Go through the data below and return each line containing the word "commas".

........

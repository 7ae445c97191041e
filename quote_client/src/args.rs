//! Command-line arguments for the quote client.
//!
//! This module defines the CLI interface using `clap`. See `main` for end-to-end usage.
use clap::Parser;

/// Parsed command-line arguments.
#[derive(Debug, Parser)]
#[command(version, about = "Fetch live prices from the quote service", long_about = None)]
pub struct Args {
    /// Base URL of the quote service.
    #[clap(long, env = "QUOTE_SERVICE_URL", default_value = "https://api.binance.com")]
    pub base_url: String,

    /// Comma separated symbols, e.g. `BTC,ETH`.
    #[clap(long, conflicts_with = "path")]
    pub symbols: Option<String>,

    /// Path to a text file with symbols.
    /// Symbols may be separated by commas, spaces, or new lines.
    #[clap(long)]
    pub path: Option<String>,

    /// Quote currency appended to every symbol.
    #[clap(long, default_value = "USDT")]
    pub quote: String,

    /// Request timeout in seconds.
    #[clap(long, default_value_t = 30)]
    pub timeout_secs: u64,
}
//! Persistence boundary for price observations and the tracked-symbol catalog.
//!
//! - `PriceStore` — what the ingestion job and read-side collaborators need.
//! - `sqlite` — SQLite implementation with insert-or-ignore observations.
//!
//! Writes are idempotent: storing an observation whose
//! `(base_symbol, quote_symbol, observed_at)` key already exists leaves the first
//! row untouched. Reads see completed writes immediately; nothing caches between
//! the two.

pub mod sqlite;

use std::sync::Arc;

use quote_common::{PriceObservation, Result, Symbol};

pub use sqlite::SqliteStore;

/// Storage operations used by the ingestion job and its collaborators.
pub trait PriceStore {
    /// Inserts `obs` unless its key already exists.
    ///
    /// Returns `true` when a new row was written, `false` for a duplicate.
    /// Failures are `StoreWrite` errors.
    fn upsert_price_observation(&self, obs: &PriceObservation) -> Result<bool>;

    /// Lists the tracked symbols, distinct and in ascending order.
    /// Failures are `CatalogRead` errors.
    fn tracked_symbols(&self) -> Result<Vec<Symbol>>;

    /// Returns the most recent observation for `symbol`, or `NotFound`.
    fn latest_price(&self, symbol: &Symbol) -> Result<PriceObservation>;

    /// Adds `symbol` to the catalog. Returns `false` if it was already tracked.
    fn track_symbol(&self, symbol: &Symbol) -> Result<bool>;
}

impl<S: PriceStore + ?Sized> PriceStore for &S {
    fn upsert_price_observation(&self, obs: &PriceObservation) -> Result<bool> {
        (**self).upsert_price_observation(obs)
    }

    fn tracked_symbols(&self) -> Result<Vec<Symbol>> {
        (**self).tracked_symbols()
    }

    fn latest_price(&self, symbol: &Symbol) -> Result<PriceObservation> {
        (**self).latest_price(symbol)
    }

    fn track_symbol(&self, symbol: &Symbol) -> Result<bool> {
        (**self).track_symbol(symbol)
    }
}

impl<S: PriceStore + ?Sized> PriceStore for Arc<S> {
    fn upsert_price_observation(&self, obs: &PriceObservation) -> Result<bool> {
        (**self).upsert_price_observation(obs)
    }

    fn tracked_symbols(&self) -> Result<Vec<Symbol>> {
        (**self).tracked_symbols()
    }

    fn latest_price(&self, symbol: &Symbol) -> Result<PriceObservation> {
        (**self).latest_price(symbol)
    }

    fn track_symbol(&self, symbol: &Symbol) -> Result<bool> {
        (**self).track_symbol(symbol)
    }
}
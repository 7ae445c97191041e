//! Single-retry rate-limit protocol.
//!
//! When the quote service answers `429 Too Many Requests`, it names a wait in
//! whole seconds in the `Retry-After` header. The caller blocks for exactly that
//! long and reissues the identical request once. Whatever the second response
//! is, it is final: a second `429` is [`PipelineError::RateLimitExhausted`],
//! a missing or unparseable header is too, and no third attempt is ever made.
use std::time::Duration;

use log::{info, warn};
use quote_common::{PipelineError, Result};

use crate::transport::{HttpTransport, RawResponse, Sleeper};

/// Which request of the protocol is being sent.
#[derive(Debug, Clone, Copy, PartialEq, Eq)]
pub enum Attempt {
    /// Initial request.
    First,
    /// The one reissue allowed after a rate-limit wait.
    Retry,
}

/// Parses a `Retry-After` value in whole seconds.
pub fn parse_retry_after(value: Option<&str>) -> Result<Duration> {
    let raw = value.ok_or_else(|| {
        PipelineError::RateLimitExhausted("rate limited without Retry-After header".into())
    })?;
    let secs: u64 = raw.trim().parse().map_err(|_| {
        PipelineError::RateLimitExhausted(format!("unparseable Retry-After value {raw:?}"))
    })?;
    Ok(Duration::from_secs(secs))
}

/// Sends a GET through `transport`, honouring at most one rate-limit wait.
///
/// Returns the successful response. Non-2xx statuses other than the handled
/// `429` are `Network` errors.
pub fn send_with_rate_limit<T, S>(
    transport: &T,
    sleeper: &S,
    path: &str,
    query: &[(&str, &str)],
) -> Result<RawResponse>
where
    T: HttpTransport + ?Sized,
    S: Sleeper + ?Sized,
{
    let mut attempt = Attempt::First;
    loop {
        let response = transport.get(path, query)?;

        if response.is_rate_limited() {
            if attempt == Attempt::Retry {
                return Err(PipelineError::RateLimitExhausted(format!(
                    "{path} still rate limited after retry"
                )));
            }
            let wait = parse_retry_after(response.retry_after.as_deref())?;
            warn!(
                "Too many requests made to quote service, sleeping for {}s",
                wait.as_secs()
            );
            sleeper.sleep(wait);
            info!("Retrying request {}", path);
            attempt = Attempt::Retry;
            continue;
        }

        if !response.is_success() {
            return Err(PipelineError::Network(format!(
                "{path} returned HTTP {}",
                response.status
            )));
        }
        return Ok(response);
    }
}
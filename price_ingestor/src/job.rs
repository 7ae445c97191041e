//! Hourly price-ingestion job.
//!
//! The job is a small state machine running on its own thread:
//!
//! - `Idle` — constructed, not started.
//! - `Waiting { until }` — one timer armed for the next full hour.
//! - `Running` — one cycle executing.
//! - `Terminated` — cancellation observed.
//!
//! Cancellation is cooperative. It is observed while waiting for the timer and
//! between cycles, never inside a cycle: a cycle in flight (including a
//! rate-limit sleep and its retry) runs to completion or failure first.
//!
//! A cycle lists the tracked symbols, splits them into batches and, batch by
//! batch, fetches prices and persists one observation per returned pair. The
//! first error abandons the rest of the cycle; observations already written stay.
//! The next attempt is the next hourly trigger.
use crossbeam_channel::{Receiver, Sender, TryRecvError, after, select};
use log::{debug, error, info, warn};
use quote_client::QuoteSource;
use quote_common::batch::{MAX_BATCH_SIZE, partition};
use quote_common::{PipelineError, PriceObservation, QuotePair, Result, SETTLEMENT_CURRENCY};
use strum_macros::Display;

use chrono::{DateTime, Utc};

use crate::schedule::{Clock, SystemClock, next_trigger, time_until};
use crate::store::PriceStore;

/// Lifecycle state of the ingestion job.
#[derive(Debug, Clone, PartialEq, Eq, Display)]
pub enum JobState {
    /// Not started yet.
    Idle,
    /// Timer armed for `until`.
    Waiting {
        /// Next trigger time.
        until: DateTime<Utc>,
    },
    /// A cycle is executing.
    Running,
    /// Cancellation observed; the loop has exited.
    Terminated,
}

/// Per-job settings.
#[derive(Debug, Clone, PartialEq, Eq)]
pub struct JobSettings {
    /// Symbols per quote-service call.
    pub batch_size: usize,
    /// Quote currency of stored observations.
    pub quote_currency: String,
}

impl Default for JobSettings {
    fn default() -> Self {
        Self {
            batch_size: MAX_BATCH_SIZE,
            quote_currency: SETTLEMENT_CURRENCY.to_string(),
        }
    }
}

/// Outcome of a successful cycle.
#[derive(Debug, Clone, Copy, Default, PartialEq, Eq)]
pub struct CycleReport {
    /// Tracked symbols listed from the catalog.
    pub symbols: usize,
    /// Batches fetched from the quote service.
    pub batches: usize,
    /// New observations written.
    pub observations: usize,
}

/// Totals of one `run` call.
#[derive(Debug, Clone, Copy, Default, PartialEq, Eq)]
pub struct RunSummary {
    /// Cycles started.
    pub cycles: u64,
    /// Cycles that ended with an error.
    pub failed: u64,
}

/// Scheduler and orchestrator of the hourly ingestion.
pub struct IngestionJob<Q, S, C = SystemClock> {
    source: Q,
    store: S,
    clock: C,
    settings: JobSettings,
    state: JobState,
    events: Option<Sender<JobState>>,
}

impl<Q: QuoteSource, S: PriceStore> IngestionJob<Q, S> {
    /// Creates a job driven by the system clock.
    pub fn new(source: Q, store: S, settings: JobSettings) -> Self {
        Self::with_clock(source, store, SystemClock, settings)
    }
}

impl<Q: QuoteSource, S: PriceStore, C: Clock> IngestionJob<Q, S, C> {
    /// Creates a job with a custom clock.
    pub fn with_clock(source: Q, store: S, clock: C, settings: JobSettings) -> Self {
        Self {
            source,
            store,
            clock,
            settings,
            state: JobState::Idle,
            events: None,
        }
    }

    /// Publishes every state transition on `events`.
    pub fn with_state_events(mut self, events: Sender<JobState>) -> Self {
        self.events = Some(events);
        self
    }

    /// Current state.
    pub fn state(&self) -> &JobState {
        &self.state
    }

    fn transition(&mut self, next: JobState) {
        debug!("Job state {} -> {}", self.state, next);
        self.state = next;
        if let Some(events) = &self.events {
            // A dropped listener must not stop ingestion.
            let _ = events.send(self.state.clone());
        }
    }

    fn arm_timer(&mut self) {
        let until = next_trigger(self.clock.now());
        info!("Next hourly job scheduled at {}", until);
        self.transition(JobState::Waiting { until });
    }

    /// Runs the schedule until `cancel` fires or is disconnected.
    pub fn run(&mut self, cancel: &Receiver<()>) -> RunSummary {
        let mut summary = RunSummary::default();

        loop {
            match self.state.clone() {
                JobState::Idle => self.arm_timer(),
                JobState::Waiting { until } => {
                    let wait = time_until(self.clock.now(), until);
                    select! {
                        recv(cancel) -> _ => self.transition(JobState::Terminated),
                        recv(after(wait)) -> _ => self.transition(JobState::Running),
                    }
                }
                JobState::Running => {
                    summary.cycles += 1;
                    info!("Hourly job started");
                    match self.run_cycle() {
                        Ok(report) => info!(
                            "Hourly job stopped: {} symbols, {} batches, {} observations",
                            report.symbols, report.batches, report.observations
                        ),
                        Err(e) => {
                            summary.failed += 1;
                            error!("Failed to update hourly price ({}): {}", e.kind(), e);
                        }
                    }
                    if cancel_requested(cancel) {
                        self.transition(JobState::Terminated);
                    } else {
                        self.arm_timer();
                    }
                }
                JobState::Terminated => break,
            }
        }
        info!(
            "Hourly job terminated after {} cycles ({} failed)",
            summary.cycles, summary.failed
        );
        summary
    }

    /// Executes one ingestion cycle now.
    pub fn run_cycle(&self) -> Result<CycleReport> {
        let symbols = self.store.tracked_symbols().map_err(|e| match e {
            PipelineError::CatalogRead(_) => e,
            other => PipelineError::CatalogRead(other.to_string()),
        })?;

        let mut report = CycleReport {
            symbols: symbols.len(),
            ..CycleReport::default()
        };
        for batch in partition(&symbols, self.settings.batch_size) {
            let pairs = self.source.fetch_batch(batch).inspect_err(|e| {
                error!(
                    "Failed to retrieve batch {:?}, abandoning cycle after {} batches: {}",
                    batch, report.batches, e
                );
            })?;
            report.batches += 1;
            debug!("Batch of prices retrieved: {}", pairs.len());

            for pair in &pairs {
                if self.persist(pair)? {
                    report.observations += 1;
                }
            }
        }
        if report.observations < report.symbols {
            warn!(
                "Quote service returned prices for {} of {} symbols",
                report.observations, report.symbols
            );
        }
        Ok(report)
    }

    fn persist(&self, pair: &QuotePair) -> Result<bool> {
        let obs = PriceObservation::from_pair(pair, &self.settings.quote_currency, self.clock.now())
            .inspect_err(|e| error!("Failed to convert price to decimal: {}", e))?;
        debug!("Inserting hourly price {} {}", obs.base_symbol, obs.price);

        self.store
            .upsert_price_observation(&obs)
            .map_err(|e| match e {
                PipelineError::StoreWrite(_) => e,
                other => PipelineError::StoreWrite(other.to_string()),
            })
            .inspect_err(|e| error!("Failed to insert hourly price: {}", e))
    }
}

fn cancel_requested(cancel: &Receiver<()>) -> bool {
    match cancel.try_recv() {
        Ok(()) | Err(TryRecvError::Disconnected) => true,
        Err(TryRecvError::Empty) => false,
    }
}
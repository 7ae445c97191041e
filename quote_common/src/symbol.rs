//! Ticker symbols and helpers shared between the quote client and the ingestor.
//!
//! A [`Symbol`] is an upper-case alphabetic ticker of one to five characters
//! (`BTC`, `ETH`, `DOGE`). The quote service addresses markets by the pair symbol,
//! which is the base symbol followed by the settlement currency (`BTCUSDT`).

use std::collections::HashSet;
use std::fmt;
use std::io::BufRead;
use std::str::FromStr;

use serde::{Deserialize, Serialize};

use crate::error::PipelineError;

/// Quote currency every tracked symbol is priced in.
pub const SETTLEMENT_CURRENCY: &str = "USDT";

/// Longest accepted ticker.
pub const MAX_SYMBOL_LEN: usize = 5;

/// Validated ticker symbol.
#[derive(Debug, Clone, PartialEq, Eq, Hash, PartialOrd, Ord, Serialize, Deserialize)]
#[serde(try_from = "String", into = "String")]
pub struct Symbol(String);

impl Symbol {
    /// Returns the ticker as a string slice.
    pub fn as_str(&self) -> &str {
        &self.0
    }

    /// Builds the exchange-qualified pair symbol, e.g. `BTC` + `USDT` = `BTCUSDT`.
    pub fn pair_with(&self, quote: &str) -> String {
        format!("{}{}", self.0, quote)
    }
}

impl FromStr for Symbol {
    type Err = PipelineError;

    fn from_str(s: &str) -> Result<Self, Self::Err> {
        let candidate = s.trim().to_ascii_uppercase();
        let valid = (1..=MAX_SYMBOL_LEN).contains(&candidate.len())
            && candidate.bytes().all(|b| b.is_ascii_uppercase());
        if !valid {
            return Err(PipelineError::InvalidSymbol(s.trim().to_string()));
        }
        Ok(Symbol(candidate))
    }
}

impl TryFrom<String> for Symbol {
    type Error = PipelineError;

    fn try_from(value: String) -> Result<Self, Self::Error> {
        value.parse()
    }
}

impl From<Symbol> for String {
    fn from(symbol: Symbol) -> Self {
        symbol.0
    }
}

impl fmt::Display for Symbol {
    fn fmt(&self, f: &mut fmt::Formatter<'_>) -> fmt::Result {
        f.write_str(&self.0)
    }
}

/// Strips the quote currency from a pair symbol (`BTCUSDT` -> `BTC`).
///
/// A pair that does not end with `quote` is returned unchanged.
pub fn strip_quote<'a>(pair: &'a str, quote: &str) -> &'a str {
    pair.strip_suffix(quote).unwrap_or(pair)
}

/// Trait providing file parsing for symbols.
pub trait SymbolParser {
    /// Parses symbols from a buffered reader.
    ///
    /// Symbols may be separated by new lines, commas or spaces. Duplicates are
    /// dropped, keeping the first occurrence. Returns an error if any entry is
    /// not a valid symbol.
    fn parse_from_file<R: BufRead>(reader: R) -> Result<Vec<Symbol>, PipelineError>;
}

impl SymbolParser for Symbol {
    fn parse_from_file<R: BufRead>(reader: R) -> Result<Vec<Self>, PipelineError> {
        let mut symbols = Vec::new();

        for line_result in reader.lines() {
            let line = line_result.map_err(PipelineError::Io)?;
            for entry in line.split(|c: char| c == ',' || c.is_whitespace()) {
                if entry.is_empty() {
                    continue;
                }
                symbols.push(entry.parse::<Self>()?);
            }
        }
        Ok(dedup(symbols))
    }
}

/// Parses comma separated user input such as `"btc, eth ,doge"`.
pub fn parse_symbol_list(input: &str) -> Result<Vec<Symbol>, PipelineError> {
    let symbols = input
        .split(',')
        .map(str::trim)
        .filter(|s| !s.is_empty())
        .map(str::parse)
        .collect::<Result<Vec<Symbol>, _>>()?;
    Ok(dedup(symbols))
}

/// Removes duplicates while preserving the order of first occurrence.
pub fn dedup(symbols: Vec<Symbol>) -> Vec<Symbol> {
    let mut seen = HashSet::new();
    symbols
        .into_iter()
        .filter(|s| seen.insert(s.clone()))
        .collect()
}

........

*ANSWER TO THE PROBLEM*
    /// Symbols may be separated by commas, spaces, or new lines.
    /// Symbols may be separated by new lines, commas or spaces. Duplicates are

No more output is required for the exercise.